Mots et couleurs

textes auto-biographiques anciens et actuels, poésie, chansons, contes et nouvelles

28 août 2005

rameau

Philosophie et jardin

Michel Serres « Rameaux »
J’en demande lecture à Pierre au petit-déjeuner.
Dans l’incertitude d’une compréhension mal réveillée je vois alors surgir une image du jardin, celle que j’avais photographiée il y a trois ou quatre jours

« Surgissant de lui*, délivré de ses exclusives, libéré du groupe qu’il peut fédérer, le rameau, pointu et perçant, fait surgir l’imprévisible où la nouveauté apparaît, où /… / l’individu se substitue au schéma, où le paysage reverdit la carte de géographie … »
( *ce livre, tronc ou tige)
L’image du rameau est celle d’une terminaison de courge zigzaguant sur la terre, parfois accrochant ses griffes entre les pommes tombées, parfois s’immisçant dans le carré de blettes et venant poser d’abord la fleur, (mais je ne l’avais pas vue à temps), puis un minuscule fruit au cœur même d’une plante choisie.
Jérôme qui me voit partir avec l’appareil photographique me demande le pourquoi, je le lui explique hâtivement comme si la merveille d’une courge greffée sur blettes allait m’échapper aussi vite qu’un papillon posé sur une rose.

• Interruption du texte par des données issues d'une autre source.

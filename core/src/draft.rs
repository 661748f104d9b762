//! Copy-on-write drafts over immutable state.
//!
//! [`produce`] hands a mutator a [`Draft`] of the current value. The draft
//! reads through to the original until the first mutable access, at which
//! point it takes a shallow copy and all edits land on the copy. The original
//! is never touched.
//!
//! Structural sharing comes from storing substructures behind [`Arc`]: a
//! shallow copy clones the `Arc`s, not the data, and nested edits go through
//! [`Arc::make_mut`], which copies only the node being written. Everything
//! the mutator does not touch stays pointer-equal to the input.
//!
//! # Example
//!
//! ```
//! use revux_core::draft::produce;
//! use std::collections::BTreeMap;
//! use std::sync::Arc;
//!
//! #[derive(Clone, Default)]
//! struct Todos {
//!     list: Arc<BTreeMap<u32, String>>,
//!     archived: Arc<Vec<String>>,
//!     selected: Option<u32>,
//! }
//!
//! let current = Arc::new(Todos::default());
//! let next = produce(&current, |draft| {
//!     Arc::make_mut(&mut draft.list).insert(1, "Buy milk".to_string());
//!     draft.selected = Some(1);
//! });
//!
//! assert!(current.list.is_empty());
//! assert_eq!(next.list.len(), 1);
//! assert!(Arc::ptr_eq(&current.archived, &next.archived));
//! ```

use std::fmt;
use std::ops::{Deref, DerefMut};
use std::sync::Arc;

/// A mutable view over an immutable value
///
/// Dereferencing reads the original; the first mutable dereference clones it
/// (shallowly) and every later access sees the copy.
pub struct Draft<'a, T> {
    base: &'a T,
    copy: Option<T>,
}

impl<'a, T> Draft<'a, T> {
    /// Create a draft over `base`
    #[must_use]
    pub const fn new(base: &'a T) -> Self {
        Self { base, copy: None }
    }

    /// Whether the draft has been written to
    #[must_use]
    pub const fn is_modified(&self) -> bool {
        self.copy.is_some()
    }

    /// The value the draft was created from, ignoring any edits
    #[must_use]
    pub const fn original(&self) -> &T {
        self.base
    }

    /// Consume the draft, returning the edited copy if any write happened
    #[must_use]
    pub fn finish(self) -> Option<T> {
        self.copy
    }
}

impl<T> Deref for Draft<'_, T> {
    type Target = T;

    fn deref(&self) -> &T {
        match &self.copy {
            Some(copy) => copy,
            None => self.base,
        }
    }
}

impl<T: Clone> DerefMut for Draft<'_, T> {
    fn deref_mut(&mut self) -> &mut T {
        let base = self.base;
        self.copy.get_or_insert_with(|| base.clone())
    }
}

impl<T: fmt::Debug> fmt::Debug for Draft<'_, T> {
    fn fmt(&self, f: &mut fmt::Formatter<'_>) -> fmt::Result {
        f.debug_struct("Draft")
            .field("value", &**self)
            .field("modified", &self.is_modified())
            .finish()
    }
}

/// Apply `mutator` to a draft of `current` and return the resulting value
///
/// `current` is never mutated. If the mutator performs no write the returned
/// `Arc` is pointer-equal to `current`.
pub fn produce<T, F>(current: &Arc<T>, mutator: F) -> Arc<T>
where
    T: Clone,
    F: FnOnce(&mut Draft<'_, T>),
{
    let mut draft = Draft::new(current.as_ref());
    mutator(&mut draft);
    draft.finish().map_or_else(|| Arc::clone(current), Arc::new)
}

/// Fallible variant of [`produce`]
///
/// # Errors
///
/// Returns the mutator's error unchanged; the partially edited draft is
/// discarded and `current` is untouched.
pub fn try_produce<T, E, F>(current: &Arc<T>, mutator: F) -> Result<Arc<T>, E>
where
    T: Clone,
    F: FnOnce(&mut Draft<'_, T>) -> Result<(), E>,
{
    let mut draft = Draft::new(current.as_ref());
    mutator(&mut draft)?;
    Ok(draft.finish().map_or_else(|| Arc::clone(current), Arc::new))
}
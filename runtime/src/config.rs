//! Runtime configuration.
//!
//! [`StoreConfig`] tunes the store's observation channels. [`HttpConfig`]
//! configures the bundled [`ReqwestHttpClient`](crate::http::ReqwestHttpClient)
//! and can be loaded from the environment.

use std::collections::BTreeMap;
use std::time::Duration;
use thiserror::Error;

/// Environment variable holding the API base URL
pub const BASE_URL_VAR: &str = "REVUX_API_BASE_URL";

/// Environment variable holding the request timeout in milliseconds
pub const TIMEOUT_MS_VAR: &str = "REVUX_API_TIMEOUT_MS";

/// Errors from loading configuration
#[derive(Error, Debug, Clone, PartialEq, Eq)]
pub enum ConfigError {
    /// A variable holds a value that cannot be parsed
    #[error("Invalid value for {var}: {value:?}")]
    InvalidValue {
        /// Variable name
        var: &'static str,
        /// Raw value
        value: String,
    },

    /// Configuration validation failed
    #[error("Configuration validation failed: {0}")]
    Validation(String),
}

/// Configuration for [`Store`](crate::store::Store) instances
///
/// # Example
///
/// ```
/// use revux_runtime::config::StoreConfig;
///
/// let config = StoreConfig::default().with_event_capacity(256);
/// assert_eq!(config.event_capacity, 256);
/// ```
#[derive(Debug, Clone, Copy, PartialEq, Eq)]
pub struct StoreConfig {
    /// Number of events buffered for each slow event subscriber
    pub event_capacity: usize,
}

impl StoreConfig {
    /// Create a configuration with custom values
    #[must_use]
    pub const fn new(event_capacity: usize) -> Self {
        Self { event_capacity }
    }

    /// Set the event broadcast capacity (clamped to at least 1)
    #[must_use]
    pub const fn with_event_capacity(mut self, capacity: usize) -> Self {
        self.event_capacity = if capacity == 0 { 1 } else { capacity };
        self
    }
}

impl Default for StoreConfig {
    fn default() -> Self {
        Self { event_capacity: 64 }
    }
}

/// Configuration for the bundled HTTP client
#[derive(Debug, Clone, PartialEq, Eq)]
pub struct HttpConfig {
    /// Prefix for relative request URLs
    pub base_url: Option<String>,
    /// Default request timeout
    pub timeout: Duration,
    /// Headers sent with every request
    pub headers: BTreeMap<String, String>,
}

impl HttpConfig {
    /// Default timeout for API requests
    pub const DEFAULT_TIMEOUT: Duration = Duration::from_secs(10);

    /// Load from `REVUX_API_BASE_URL` and `REVUX_API_TIMEOUT_MS`
    ///
    /// Unset variables keep their defaults.
    ///
    /// # Errors
    ///
    /// Returns [`ConfigError::InvalidValue`] if the timeout is not a number of
    /// milliseconds, or [`ConfigError::Validation`] if the result is invalid.
    pub fn from_env() -> Result<Self, ConfigError> {
        Self::from_lookup(|var| std::env::var(var).ok())
    }

    /// Load from an arbitrary variable source
    ///
    /// # Errors
    ///
    /// Same as [`from_env`](Self::from_env).
    pub fn from_lookup<F>(lookup: F) -> Result<Self, ConfigError>
    where
        F: Fn(&str) -> Option<String>,
    {
        let mut config = Self::default();

        if let Some(url) = lookup(BASE_URL_VAR) {
            config.base_url = Some(url);
        }

        if let Some(raw) = lookup(TIMEOUT_MS_VAR) {
            let millis = raw.trim().parse::<u64>().map_err(|_| ConfigError::InvalidValue {
                var: TIMEOUT_MS_VAR,
                value: raw.clone(),
            })?;
            config.timeout = Duration::from_millis(millis);
        }

        config.validate()?;
        Ok(config)
    }

    /// Set the base URL
    #[must_use]
    pub fn with_base_url(mut self, base_url: impl Into<String>) -> Self {
        self.base_url = Some(base_url.into());
        self
    }

    /// Set the default timeout
    #[must_use]
    pub const fn with_timeout(mut self, timeout: Duration) -> Self {
        self.timeout = timeout;
        self
    }

    /// Add a default header
    #[must_use]
    pub fn with_header(mut self, name: impl Into<String>, value: impl Into<String>) -> Self {
        self.headers.insert(name.into(), value.into());
        self
    }

    /// Check the configuration
    ///
    /// # Errors
    ///
    /// Returns [`ConfigError::Validation`] for a zero timeout or an empty base
    /// URL.
    pub fn validate(&self) -> Result<(), ConfigError> {
        if self.timeout.is_zero() {
            return Err(ConfigError::Validation("timeout must be positive".to_string()));
        }
        if self.base_url.as_deref().is_some_and(|url| url.trim().is_empty()) {
            return Err(ConfigError::Validation("base URL must not be empty".to_string()));
        }
        Ok(())
    }

    /// Resolve a request URL against the base URL
    #[must_use]
    pub fn resolve(&self, url: &str) -> String {
        match &self.base_url {
            Some(base) if !url.starts_with("http://") && !url.starts_with("https://") => {
                format!(
                    "{}/{}",
                    base.trim_end_matches('/'),
                    url.trim_start_matches('/')
                )
            },
            _ => url.to_string(),
        }
    }
}

impl Default for HttpConfig {
    fn default() -> Self {
        Self {
            base_url: None,
            timeout: Self::DEFAULT_TIMEOUT,
            headers: BTreeMap::from([(
                "content-type".to_string(),
                "application/json".to_string(),
            )]),
        }
    }
}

Je lui prononce, comme on le fait par ici, « bettes » au lieu de « blettes » et le Parisien mord à l’hameçon de l’extraordinaire au jardin, arrive sur mes talons pour constater le phénomène. Déçu bien sûr. Ce n’était que ça : un rameau de cucurbitacée greffé sur une carde, à peine visible dans le déferlement des harmonies vertes et jaunes. Et non pas une bête inconnue.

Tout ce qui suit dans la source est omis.